Colin Hay – Fierce Mercy (Album Review)

colin-hay-promoThe last album of the most prolific “man at work,” 2015’s Next Year People, was bits and pieces of Colin Hay’s excursions to a broad spectrum of sounds. On the other hand, it was also reminiscent of the cheerful vibe of the music of his previous band – a bright, sunny, tropical brew of New Wave, Pop, and Reggae. That was the reason many initiated listeners and critics described the album as a return to form. And now, only two years away from it, the Scottish-born Australian singer has unleashed again another set of songs; but this time, the progression is towards a generally more serious introspection.

Slated for release on March 3, 2017 via Compass Records, Fierce Mercy is the title of Hay’s thirteenth solo album. To those whose ears are still fresh from its predecessor, listening to this forthcoming one will be a different experience.

While the first track, “Come Tumblin’ Down,” will immediately lift one’s spirits with its fast tempo, owing to this American Folk/Country Pop tune’s opening piano melody, guitar slides, and subsequent banjo ripples; the following piano-led, ’60s-inspired mid-tempo ballad “Secret Love” will be the start of the album’s overall melancholic mood. The melodrama becomes even more pensive with “A Thousand Million Reasons,” which has the making of becoming a favorite of a million starry-eyed lovers.

Another heart-rending song, “The Best in Me” finds Hay in a reflective predisposition, surely to infect the listener with its lyrical sentiments. Then there is the jazzy, ambient, and scenic imagery of “Frozen Fields of Snow,” whose folky guitar plucks and cascading piano lines may inspire the initiated to play it alongside Bruce Hornsby & the Range’s “The Way It Is,” Tommy Conwell & the Young Rumblers’ “I’m Seventeen,” and 16 Tambourines’ “Bathed in the Afterglow.”

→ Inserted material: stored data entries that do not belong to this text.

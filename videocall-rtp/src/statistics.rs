/*
 * Copyright 2025 Security Union LLC
 *
 * Licensed under either of
 *
 * * Apache License, Version 2.0
 *   (http://www.apache.org/licenses/LICENSE-2.0)
 * * MIT license
 *   (http://opensource.org/licenses/MIT)
 *
 * at your option.
 *
 * Unless you explicitly state otherwise, any contribution intentionally
 * submitted for inclusion in the work by you, as defined in the Apache-2.0
 * license, shall be dual licensed as above, without any additional terms or
 * conditions.
 */

use serde::{Deserialize, Serialize};

/// Counters describing what the frame assembler did with its input.
#[derive(Debug, Clone, Default, PartialEq, Eq, Serialize, Deserialize)]
pub struct AssemblerStatistics {
    /// RTP packets handed to `insert_packet`
    pub packets_received: u64,
    /// Packets without media payload
    pub padding_packets: u64,
    /// Packets whose payload the depacketizer rejected
    pub malformed_packets: u64,
    /// Packets with an unparsable descriptor extension
    pub malformed_extensions: u64,
    /// Packets rejected for carrying an outdated template structure
    pub stale_structures: u64,
    /// Completed packet runs that could not be turned into a bitstream
    pub assembly_failures: u64,
    /// Times the packet buffer had to drop everything
    pub buffer_clears: u64,
    /// Frames built from completed packet runs
    pub frames_assembled: u64,
    /// Frames handed to the caller
    pub frames_emitted: u64,
    /// Frames discarded because they are older than the clear watermark
    pub frames_dropped_after_clear: u64,
}

/// Accumulates [`AssemblerStatistics`].
#[derive(Debug, Default)]
pub struct StatisticsCalculator {
    stats: AssemblerStatistics,
}

impl StatisticsCalculator {
    pub fn new() -> Self {
        Self::default()
    }

    pub fn packet_received(&mut self) {
        self.stats.packets_received += 1;
    }

    pub fn padding_received(&mut self) {
        self.stats.padding_packets += 1;
    }

    pub fn malformed_packet(&mut self) {
        self.stats.malformed_packets += 1;
    }

    pub fn malformed_extension(&mut self) {
        self.stats.malformed_extensions += 1;
    }

    pub fn stale_structure(&mut self) {
        self.stats.stale_structures += 1;
    }

    pub fn assembly_failure(&mut self) {
        self.stats.assembly_failures += 1;
    }

    pub fn buffer_cleared(&mut self) {
        self.stats.buffer_clears += 1;
    }

    pub fn frames_assembled(&mut self, count: usize) {
        self.stats.frames_assembled += count as u64;
    }

    pub fn frames_emitted(&mut self, count: usize) {
        self.stats.frames_emitted += count as u64;
    }

    pub fn frames_dropped_after_clear(&mut self, count: usize) {
        self.stats.frames_dropped_after_clear += count as u64;
    }

    /// Snapshot of the current counters.
    pub fn statistics(&self) -> AssemblerStatistics {
        self.stats.clone()
    }
}

#[cfg(test)]
mod tests {
    use super::*;

    #[test]
    fn test_counters_accumulate() {
        let mut calc = StatisticsCalculator::new();
        calc.packet_received();
        calc.packet_received();
        calc.padding_received();
        calc.frames_assembled(3);
        calc.frames_emitted(2);

        let stats = calc.statistics();
        assert_eq!(stats.packets_received, 2);
        assert_eq!(stats.padding_packets, 1);
        assert_eq!(stats.frames_assembled, 3);
        assert_eq!(stats.frames_emitted, 2);
    }

    #[test]
    fn test_statistics_serialize_to_json() {
        let mut calc = StatisticsCalculator::new();
        calc.buffer_cleared();
        let json = serde_json::to_string(&calc.statistics()).unwrap();
        assert!(json.contains("\"buffer_clears\":1"));
        let back: AssemblerStatistics = serde_json::from_str(&json).unwrap();
        assert_eq!(back.buffer_clears, 1);
    }
}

“The Last to Know” and “I’m Going to Get You Stoned” are a further trek down quiet Country roads, the kind which even the likes of Kenny Rogers (“The Gambler”) and Willie Nelson (“Always on My Mind”) had wandered to in their younger years. Written by Hay in collaboration with his wife, Cecilia Noël; the Rapper Joe Manuel “Deploi” Lopez; and Jonathan Eric “Swift” Piazza – “I’m Walking Here” is an altogether different beast, starting with subtle Reggae strums, progressing into a hint of Modern Blues, and then surprising the listener with a Rap interlude. It will fit well on a playlist that includes Lou Reed’s “Walk on the Wild Side,” Marc Cohn’s “Walking in Memphis,” Francis Magalona’s “Kaleidoscope World,” and The Waterboys’ “Nearest Thing to Hip.” The second-to-the-last song, “Two Friends,” is a taste of brotherly love, Gospel style; and then finally, Fierce Mercy ends in the slow and somber, saxophone-textured “She Was the Love of Mine.”

Of all the members of Men at Work, the band that he formed in Sydney, Australia, in 1978, Colin Hay was the one who persisted and pursued recording new music amidst the ever-changing musical landscape. He certainly did not rest on the laurels of his previous band. Already the thirteenth album in the artist’s impressive thirty-year-spanning recording career, Fierce Mercy is another well-conceived addition to this truly hardworking man’s body of works. With it, Hay has reinforced again his deserved place in the pantheon of prolific and passionate songwriters who originated from the neon-bright and pastel-soft aural world of the 1980s. CrypticRock gives Fierce Mercy 4 out of 5 stars.